Test d’évaluation de français : l’échec du gouvernement Trudeau

Source: Pixabay

OTTAWA – En novembre 2018, le gouvernement libéral de Justin Trudeau annonçait fièrement avoir trouvé une solution aux inégalités constatées entre les tests de français et d’anglais pour les candidats à l’immigration. Mais deux ans plus tard, la version française reste plus chère, moins accessible, et ses délais plus longs.

« Le coût moyen national du test de français sera comparable au coût moyen du test d’anglais et il sera disponible dans les villes où il n’est pas disponible actuellement, à partir du 1er décembre », promettait le ministre de l’Immigration, des Réfugiés et de Citoyenneté du Canada (IRCC) de l’époque, Ahmed Hussen, en conférence de presse au collège La Cité, à Ottawa.

Deux ans plus tard, force est de constater que les promesses libérales n’ont pas eu l’effet escompté.

Dans son plus récent rapport annuel, le commissaire aux langues officielles du Canada, qui s’était intéressé à la question en 2016, se dit satisfait de voir qu’IRCC a mis plusieurs mesures en œuvre depuis son rapport d’enquête de 2017. Mais le suivi qu’il a opéré en 2019 lui a aussi fait remarquer que, deux ans plus tard, « la qualité des services de test de langue française n’est toujours pas égale à celle des services de test de langue anglaise : les écarts de coûts, la disponibilité géographique et le temps d’attente global sont toujours monnaie courante ».

« Les tests linguistiques ne sont toujours pas de qualité égale dans les deux langues officielles » – extrait du rapport annuel 2019-2020 du commissaire aux langues officielles

Le test d’évaluation linguistique est obligatoire pour compléter les demandes d’immigration afin de prouver la maîtrise d’une des deux langues officielles. Pour beaucoup d’intervenants en immigration au sein de la francophonie, les inégalités entre les tests de français et d’anglais sont un obstacle supplémentaire qui se dresse sur la route des candidats francophones à l’installation à l’extérieur du Québec.

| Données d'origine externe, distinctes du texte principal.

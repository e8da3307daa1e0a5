//! Forward geocoding: place name to provider location key and coordinates.
//!
//! The first candidate returned by the provider wins. Ambiguous names
//! (several towns called "Springfield") are not disambiguated.

use async_trait::async_trait;
use reqwest::Client;
use serde::Deserialize;
use tracing::instrument;

use crate::error::{GeocodeError, ProviderError};
use crate::http::{get_json, ApiSettings};
use crate::types::Location;

#[async_trait]
pub trait Geocoder: Send + Sync {
    /// Resolve a place name to a single location.
    async fn resolve(&self, place: &str) -> Result<Location, GeocodeError>;
}

#[derive(Debug, Deserialize)]
#[serde(rename_all = "PascalCase")]
struct CityCandidate {
    key: String,
    localized_name: String,
    geo_position: GeoPosition,
    administrative_area: Option<NamedArea>,
    country: Option<NamedArea>,
}

#[derive(Debug, Deserialize)]
#[serde(rename_all = "PascalCase")]
struct GeoPosition {
    latitude: f64,
    longitude: f64,
}

#[derive(Debug, Deserialize)]
#[serde(rename_all = "PascalCase")]
struct NamedArea {
    localized_name: Option<String>,
}

impl From<CityCandidate> for Location {
    fn from(c: CityCandidate) -> Self {
        Location {
            key: c.key,
            name: c.localized_name,
            latitude: c.geo_position.latitude,
            longitude: c.geo_position.longitude,
            region: c.administrative_area.and_then(|a| a.localized_name),
            country: c.country.and_then(|a| a.localized_name),
        }
    }
}

/// City search against the AccuWeather locations API.
#[derive(Debug, Clone)]
pub struct AccuWeatherGeocoder {
    client: Client,
    settings: ApiSettings,
}

impl AccuWeatherGeocoder {
    pub fn new(settings: ApiSettings) -> Result<Self, ProviderError> {
        let client = settings.build_client()?;
        Ok(Self { client, settings })
    }
}

#[async_trait]
impl Geocoder for AccuWeatherGeocoder {
    #[instrument(skip(self), level = "info")]
    async fn resolve(&self, place: &str) -> Result<Location, GeocodeError> {
        let place = place.trim();
        if place.is_empty() {
            return Err(GeocodeError::NotFound(String::new()));
        }

        let url = format!("{}/locations/v1/cities/search", self.settings.base_url);
        let request = self
            .client
            .get(&url)
            .query(&[("apikey", self.settings.api_key.as_str()), ("q", place)]);

        let candidates: Vec<CityCandidate> = get_json(request, place).await?;
        tracing::debug!("{} candidate(s) for {:?}", candidates.len(), place);

        let location = candidates
            .into_iter()
            .next()
            .map(Location::from)
            .ok_or_else(|| GeocodeError::NotFound(place.to_string()))?;

        tracing::info!(
            "Resolved {:?} to {} ({:.4}, {:.4})",
            place,
            location.key,
            location.latitude,
            location.longitude
        );
        Ok(location)
    }
}
//! Upstream daily forecast provider.

use async_trait::async_trait;
use chrono::{DateTime, NaiveDate};
use reqwest::Client;
use serde::Deserialize;
use tracing::instrument;

use crate::error::ProviderError;
use crate::http::{get_json, ApiSettings};
use crate::types::RawForecastDay;

/// Fixed forecast windows offered by the daily endpoint.
const DAILY_WINDOWS: [u32; 4] = [1, 5, 10, 15];

#[async_trait]
pub trait ForecastProvider: Send + Sync {
    /// Fetch at least `horizon_days` daily entries for a location, unvalidated.
    async fn daily(
        &self,
        location_key: &str,
        horizon_days: u32,
    ) -> Result<Vec<RawForecastDay>, ProviderError>;
}

/// Smallest provider window covering `horizon_days`, capped at the largest one.
pub fn window_for(horizon_days: u32) -> u32 {
    DAILY_WINDOWS
        .iter()
        .copied()
        .find(|w| *w >= horizon_days)
        .unwrap_or(DAILY_WINDOWS[DAILY_WINDOWS.len() - 1])
}

#[derive(Debug, Deserialize)]
#[serde(rename_all = "PascalCase")]
struct DailyResponse {
    daily_forecasts: Vec<ApiDay>,
}

#[derive(Debug, Deserialize)]
#[serde(rename_all = "PascalCase")]
struct ApiDay {
    date: Option<String>,
    temperature: Option<MinMax>,
    real_feel_temperature: Option<MinMax>,
    day: Option<HalfDay>,
    #[serde(default)]
    air_and_pollen: Vec<AirAndPollen>,
}

#[derive(Debug, Deserialize)]
#[serde(rename_all = "PascalCase")]
struct MinMax {
    minimum: Option<Measure>,
    maximum: Option<Measure>,
}

#[derive(Debug, Deserialize)]
#[serde(rename_all = "PascalCase")]
struct Measure {
    value: Option<f64>,
}

#[derive(Debug, Deserialize)]
#[serde(rename_all = "PascalCase")]
struct HalfDay {
    icon_phrase: Option<String>,
    precipitation_probability: Option<f64>,
    wind: Option<Wind>,
    relative_humidity: Option<Humidity>,
}

#[derive(Debug, Deserialize)]
#[serde(rename_all = "PascalCase")]
struct Wind {
    speed: Option<Measure>,
}

#[derive(Debug, Deserialize)]
#[serde(rename_all = "PascalCase")]
struct Humidity {
    average: Option<f64>,
}

#[derive(Debug, Deserialize)]
#[serde(rename_all = "PascalCase")]
struct AirAndPollen {
    name: String,
    value: Option<f64>,
}

fn parse_date(raw: &str) -> Option<NaiveDate> {
    DateTime::parse_from_rfc3339(raw)
        .map(|dt| dt.date_naive())
        .ok()
        .or_else(|| raw.parse::<NaiveDate>().ok())
}

impl From<ApiDay> for RawForecastDay {
    fn from(d: ApiDay) -> Self {
        let value = |m: Option<Measure>| m.and_then(|m| m.value);
        let (min_temp, max_temp) = d
            .temperature
            .map(|t| (value(t.minimum), value(t.maximum)))
            .unwrap_or((None, None));
        let real_feel_max = d.real_feel_temperature.and_then(|t| value(t.maximum));
        let uv_index = d
            .air_and_pollen
            .iter()
            .find(|a| a.name.eq_ignore_ascii_case("UVIndex"))
            .and_then(|a| a.value);

        let (summary, precipitation_probability, wind_speed, humidity) = match d.day {
            Some(day) => (
                day.icon_phrase,
                day.precipitation_probability,
                day.wind.and_then(|w| value(w.speed)),
                day.relative_humidity.and_then(|h| h.average),
            ),
            None => (None, None, None, None),
        };

        RawForecastDay {
            date: d.date.as_deref().and_then(parse_date),
            max_temp,
            min_temp,
            wind_speed,
            precipitation_probability,
            humidity,
            uv_index,
            real_feel_max,
            summary,
        }
    }
}

/// Daily forecasts from the AccuWeather forecasts API.
#[derive(Debug, Clone)]
pub struct AccuWeatherForecasts {
    client: Client,
    settings: ApiSettings,
}

impl AccuWeatherForecasts {
    pub fn new(settings: ApiSettings) -> Result<Self, ProviderError> {
        let client = settings.build_client()?;
        Ok(Self { client, settings })
    }
}

#[async_trait]
impl ForecastProvider for AccuWeatherForecasts {
    #[instrument(skip(self), level = "info")]
    async fn daily(
        &self,
        location_key: &str,
        horizon_days: u32,
    ) -> Result<Vec<RawForecastDay>, ProviderError> {
        let window = window_for(horizon_days);
        let url = format!(
            "{}/forecasts/v1/daily/{}day/{}",
            self.settings.base_url, window, location_key
        );
        let metric = if self.settings.metric { "true" } else { "false" };
        let request = self.client.get(&url).query(&[
            ("apikey", self.settings.api_key.as_str()),
            ("details", "true"),
            ("metric", metric),
        ]);

        let response: DailyResponse = get_json(request, location_key).await?;
        tracing::info!(
            "Fetched {} day(s) for location {} ({}-day window)",
            response.daily_forecasts.len(),
            location_key,
            window
        );

        Ok(response
            .daily_forecasts
            .into_iter()
            .map(RawForecastDay::from)
            .collect())
    }
}
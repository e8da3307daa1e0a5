//! Fetcher and cache interplay: idempotence, expiry, single flight, cancellation.
#![allow(clippy::unwrap_used, clippy::expect_used)]

mod common;

use std::sync::Arc;
use std::time::Duration;

use common::{mild_days, FakeGeocoder, FakeProvider, Harness};
use routecast_weather::{CacheKey, Clock, ForecastCache};

#[tokio::test]
async fn test_second_fetch_within_ttl_hits_cache() {
    let harness = Harness::new(FakeGeocoder::new(), FakeProvider::new().with_days("1", mild_days(5)));

    let first = harness.fetcher.fetch("1", 3).await.unwrap();
    harness.clock.advance(Duration::from_secs(3599));
    let second = harness.fetcher.fetch("1", 3).await.unwrap();

    assert_eq!(harness.provider.calls_for("1"), 1);
    assert_eq!(first, second);
    assert_eq!(first.len(), 3);
}

#[tokio::test]
async fn test_fetch_after_ttl_goes_upstream_again() {
    let harness = Harness::new(FakeGeocoder::new(), FakeProvider::new().with_days("1", mild_days(5)));

    harness.fetcher.fetch("1", 3).await.unwrap();
    harness.clock.advance(Duration::from_secs(3600));
    harness.fetcher.fetch("1", 3).await.unwrap();

    assert_eq!(harness.provider.calls_for("1"), 2);
}

#[tokio::test]
async fn test_different_horizons_are_separate_entries() {
    let harness = Harness::new(FakeGeocoder::new(), FakeProvider::new().with_days("1", mild_days(5)));

    let short = harness.fetcher.fetch("1", 1).await.unwrap();
    let long = harness.fetcher.fetch("1", 5).await.unwrap();

    assert_eq!(short.len(), 1);
    assert_eq!(long.len(), 5);
    assert_eq!(harness.provider.calls_for("1"), 2);
    assert_eq!(harness.cache.len(), 2);
}

#[tokio::test]
async fn test_failed_fetch_is_not_cached() {
    let harness = Harness::new(FakeGeocoder::new(), FakeProvider::new().with_days("1", mild_days(1)));

    // Asking for more days than upstream has is an error, and must not poison the key.
    assert!(harness.fetcher.fetch("1", 2).await.is_err());
    assert!(harness
        .cache
        .get(&CacheKey::new("1", 2), harness.clock.now())
        .is_none());
    assert!(harness.fetcher.fetch("1", 2).await.is_err());
    assert_eq!(harness.provider.calls_for("1"), 2);
}

#[tokio::test]
async fn test_concurrent_fetches_share_one_upstream_call() {
    let harness = Harness::new(
        FakeGeocoder::new(),
        FakeProvider::new()
            .with_days("1", mild_days(3))
            .with_delay(Duration::from_millis(30)),
    );

    let fetches = (0..8).map(|_| {
        let fetcher = Arc::clone(&harness.fetcher);
        tokio::spawn(async move { fetcher.fetch("1", 3).await })
    });
    let results = futures::future::join_all(fetches).await;

    let series: Vec<_> = results
        .into_iter()
        .map(|joined| joined.unwrap().unwrap())
        .collect();
    assert!(series.windows(2).all(|pair| pair[0] == pair[1]));
    assert_eq!(harness.provider.calls_for("1"), 1);
}

#[tokio::test]
async fn test_different_keys_do_not_wait_on_each_other() {
    let harness = Harness::new(
        FakeGeocoder::new(),
        FakeProvider::new()
            .with_days("1", mild_days(1))
            .with_days("2", mild_days(1))
            .with_delay(Duration::from_millis(20)),
    );

    let (a, b) = tokio::join!(harness.fetcher.fetch("1", 1), harness.fetcher.fetch("2", 1));

    assert!(a.is_ok() && b.is_ok());
    assert_eq!(harness.provider.total_calls(), 2);
}

#[tokio::test]
async fn test_cancelled_fetch_leaves_cache_consistent() {
    let harness = Harness::new(
        FakeGeocoder::new(),
        FakeProvider::new()
            .with_days("1", mild_days(1))
            .with_delay(Duration::from_millis(200)),
    );

    let abandoned =
        tokio::time::timeout(Duration::from_millis(20), harness.fetcher.fetch("1", 1)).await;
    assert!(abandoned.is_err());
    assert!(harness.cache.is_empty());

    // The next caller is not blocked by the abandoned one and fills the cache.
    let series = harness.fetcher.fetch("1", 1).await.unwrap();
    assert_eq!(series.len(), 1);
    assert_eq!(harness.provider.calls_for("1"), 2);
    assert_eq!(harness.cache.len(), 1);
}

Contacté par ONFR+, le Commissariat aux langues officielles déplore que le plan d’action sur les évaluations linguistiques d’IRCC « ne comprend aucune mesure pour résoudre deux enjeux soulevés dans le rapport [de 2017] : la disparité des périodes d’attente pour recevoir les résultats des tests d’évaluation en langue française et anglaise ainsi que la disparité des périodes d’attente entre la date d’inscription et celle du test en français et en anglais ».

Moins d’accès, délais plus longs et coûts plus élevés

En 2016, le test d’évaluation de français était disponible dans 18 centres au Canada, dont huit au Québec qui gère lui-même son processus d’immigration. Aujourd’hui, bien que le nombre de centres a considérablement augmenté, le test n’est toujours pas disponible à l’Île-du-Prince-Édouard et dans les territoires. En Saskatchewan, il n’est offert qu’à Regina, et en Ontario, aucune option n’existe dans le Nord de la province.

Deux organismes français proposent le test : la Chambre de commerce et d’Industrie Île-de-France qui compte 39 sites, dont 21 au Québec et huit en Ontario, et le Centre international d’études pédagogiques (CIEP) qui rapporte 22 centres, dont 13 au Québec.

À titre de comparaison, le Programme canadien d’indice de compétence en langue anglaise (CELPIP) dispose de 85 sites, et l’International English Language Testing System (IELTS) revendique 150 centres au Canada.

Alors qu’il faut compter de quatre à 13 jours pour obtenir ses résultats en anglais, les délais pour le test de français vont de quatre à six semaines, selon les centres joints par ONFR+.

« Dans son rapport de suivi des recommandations en novembre 2019, le commissaire a noté que le coût global des tests en français demeurait plus élevé que celui des tests en anglais », note également le Commissariat. 

Vérification faite, alors qu’il variait entre 330 $ et 485 $ contre 265 $ à 365 $ pour le test d’anglais en 2016, il en coûte désormais entre 380 $ et 440 $ pour le test de français, contre 300 $ en moyenne pour le test d’anglais.

Encore des plaintes en trois ans

Le dossier des tests d’évaluation avait fait les manchettes en 2016 et plusieurs plaintes avaient atterri sur le bureau du Commissariat aux langues officielles.

Depuis, 15 nouvelles plaintes ont été enregistrées, dont une en 2017, deux en 2018 et 12 en 2019. 13 proviennent de l’étranger, deux du Québec et une de l’Île-du-Prince-Édouard.

Le commissaire Raymond Théberge dit garder un œil sur cet enjeu.

Joint par ONFR+, le bureau de la ministre Joly a redirigé notre demande d’entrevue vers l’équipe du ministre de l’IRCC, Marco Mendicino,qui n’y a pas non plus répondu.